[Collected data]
%%

// self-improve-rs/src/adaptation.rs
// Turns aggregated outcomes into a proposed routing rule update.
//
// The optimizer only proposes: it returns a `RoutingRulesUpdate` that the
// orchestrator validates and installs for records created afterwards.

use serde::{Deserialize, Serialize};
use shared_types::{RoutingRules, RoutingRulesUpdate, SelfImproveSettings};

use crate::outcome::PerformanceData;

const FLOOR_STEP: f64 = 0.05;
const FLOOR_CEILING: f64 = 0.9;
/// Share of the handoff budget at which average handoffs count as "near the limit"
const HANDOFF_PRESSURE: f64 = 0.75;

#[derive(Debug, Clone, Copy, PartialEq, Serialize, Deserialize)]
pub struct OptimizationPolicy {
    /// Categories with fewer runs are left alone
    pub min_samples: u64,
    pub success_floor: f64,
}

impl Default for OptimizationPolicy {
    fn default() -> Self {
        Self {
            min_samples: 5,
            success_floor: 0.7,
        }
    }
}

impl From<&SelfImproveSettings> for OptimizationPolicy {
    fn from(settings: &SelfImproveSettings) -> Self {
        Self {
            min_samples: settings.min_samples,
            success_floor: settings.success_floor,
        }
    }
}

/// A proposed update plus a note per change
#[derive(Debug, Clone, Default, PartialEq, Serialize, Deserialize)]
pub struct RuleAdjustment {
    pub update: RoutingRulesUpdate,
    pub notes: Vec<String>,
}

impl RuleAdjustment {
    pub fn is_empty(&self) -> bool {
        self.update.is_empty()
    }
}

/// Proposes rule changes from historical performance.
///
/// * A category with enough samples, a success rate below the floor and a
///   route to the analysis stage is re-routed straight to the expert stage.
/// * When runs average close to the handoff limit and end in escalation
///   more often than in resolution, the self-reported handoff floor is
///   raised one step so stages bounce requests around less.
pub fn optimize_routing_rules(
    rules: &RoutingRules,
    data: &PerformanceData,
    policy: &OptimizationPolicy,
) -> RuleAdjustment {
    let mut adjustment = RuleAdjustment::default();

    for (category, performance) in &data.categories {
        if performance.runs < policy.min_samples || performance.success_rate >= policy.success_floor {
            continue;
        }
        if rules.category_route(category) == Some(&rules.analysis_stage) {
            adjustment
                .update
                .category_routes
                .insert(category.clone(), Some(rules.expert_stage.clone()));
            adjustment.notes.push(format!(
                "category '{}' routed to {} instead of {} (success rate {:.2} over {} runs) (optimized for success rate)",
                category, rules.expert_stage, rules.analysis_stage, performance.success_rate, performance.runs
            ));
        }
    }

    if data.total_runs() >= policy.min_samples {
        let (success_rate, escalation_rate, avg_handoffs) = data.overall();
        let budget = rules.max_handoffs.saturating_sub(1) as f64;
        if avg_handoffs >= budget * HANDOFF_PRESSURE
            && escalation_rate > success_rate
            && rules.handoff_confidence_floor < FLOOR_CEILING
        {
            let raised = round2((rules.handoff_confidence_floor + FLOOR_STEP).min(FLOOR_CEILING));
            adjustment.update.handoff_confidence_floor = Some(raised);
            adjustment.notes.push(format!(
                "handoff_confidence_floor raised from {:.2} to {:.2} (avg handoffs {:.1}, escalation rate {:.2})",
                rules.handoff_confidence_floor, raised, avg_handoffs, escalation_rate
            ));
        }
    }

    adjustment
}

fn round2(value: f64) -> f64 {
    (value * 100.0).round() / 100.0
}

%%

Your task:
An exact repetition of all the records above is required.

Written reply:
// self-improve-rs/src/adaptation.rs
// Turns aggregated outcomes into a proposed routing rule update.
//
// The optimizer only proposes: it returns a `RoutingRulesUpdate` that the
// orchestrator validates and installs for records created afterwards.

use serde::{Deserialize, Serialize};
use shared_types::{RoutingRules, RoutingRulesUpdate, SelfImproveSettings};

use crate::outcome::PerformanceData;

const FLOOR_STEP: f64 = 0.05;
const FLOOR_CEILING: f64 = 0.9;
/// Share of the handoff budget at which average handoffs count as "near the limit"
const HANDOFF_PRESSURE: f64 = 0.75;

#[derive(Debug, Clone, Copy, PartialEq, Serialize, Deserialize)]
pub struct OptimizationPolicy {
    /// Categories with fewer runs are left alone
    pub min_samples: u64,
    pub success_floor: f64,
}

impl Default for OptimizationPolicy {
    fn default() -> Self {
        Self {
            min_samples: 5,
            success_floor: 0.7,
        }
    }
}

impl From<&SelfImproveSettings> for OptimizationPolicy {
    fn from(settings: &SelfImproveSettings) -> Self {
        Self {
            min_samples: settings.min_samples,
            success_floor: settings.success_floor,
        }
    }
}

/// A proposed update plus a note per change
#[derive(Debug, Clone, Default, PartialEq, Serialize, Deserialize)]
pub struct RuleAdjustment {
    pub update: RoutingRulesUpdate,
    pub notes: Vec<String>,
}

impl RuleAdjustment {
    pub fn is_empty(&self) -> bool {
        self.update.is_empty()
    }
}

/// Proposes rule changes from historical performance.
///
/// * A category with enough samples, a success rate below the floor and a
///   route to the analysis stage is re-routed straight to the expert stage.
/// * When runs average close to the handoff limit and end in escalation
///   more often than in resolution, the self-reported handoff floor is
///   raised one step so stages bounce requests around less.
pub fn optimize_routing_rules(
    rules: &RoutingRules,
    data: &PerformanceData,
    policy: &OptimizationPolicy,
) -> RuleAdjustment {
    let mut adjustment = RuleAdjustment::default();

    for (category, performance) in &data.categories {
        if performance.runs < policy.min_samples || performance.success_rate >= policy.success_floor {
            continue;
        }
        if rules.category_route(category) == Some(&rules.analysis_stage) {
            adjustment
                .update
                .category_routes
                .insert(category.clone(), Some(rules.expert_stage.clone()));
            adjustment.notes.push(format!(
                "category '{}' routed to {} instead of {} (success rate {:.2} over {} runs) (optimized for success rate)",
                category, rules.expert_stage, rules.analysis_stage, performance.success_rate, performance.runs
            ));
        }
    }

    if data.total_runs() >= policy.min_samples {
        let (success_rate, escalation_rate, avg_handoffs) = data.overall();
        let budget = rules.max_handoffs.saturating_sub(1) as f64;
        if avg_handoffs >= budget * HANDOFF_PRESSURE
            && escalation_rate > success_rate
            && rules.handoff_confidence_floor < FLOOR_CEILING
        {
            let raised = round2((rules.handoff_confidence_floor + FLOOR_STEP).min(FLOOR_CEILING));
            adjustment.update.handoff_confidence_floor = Some(raised);
            adjustment.notes.push(format!(
                "handoff_confidence_floor raised from {:.2} to {:.2} (avg handoffs {:.1}, escalation rate {:.2})",
                rules.handoff_confidence_floor, raised, avg_handoffs, escalation_rate
            ));
        }
    }

    adjustment
}

fn round2(value: f64) -> f64 {
    (value * 100.0).round() / 100.0
}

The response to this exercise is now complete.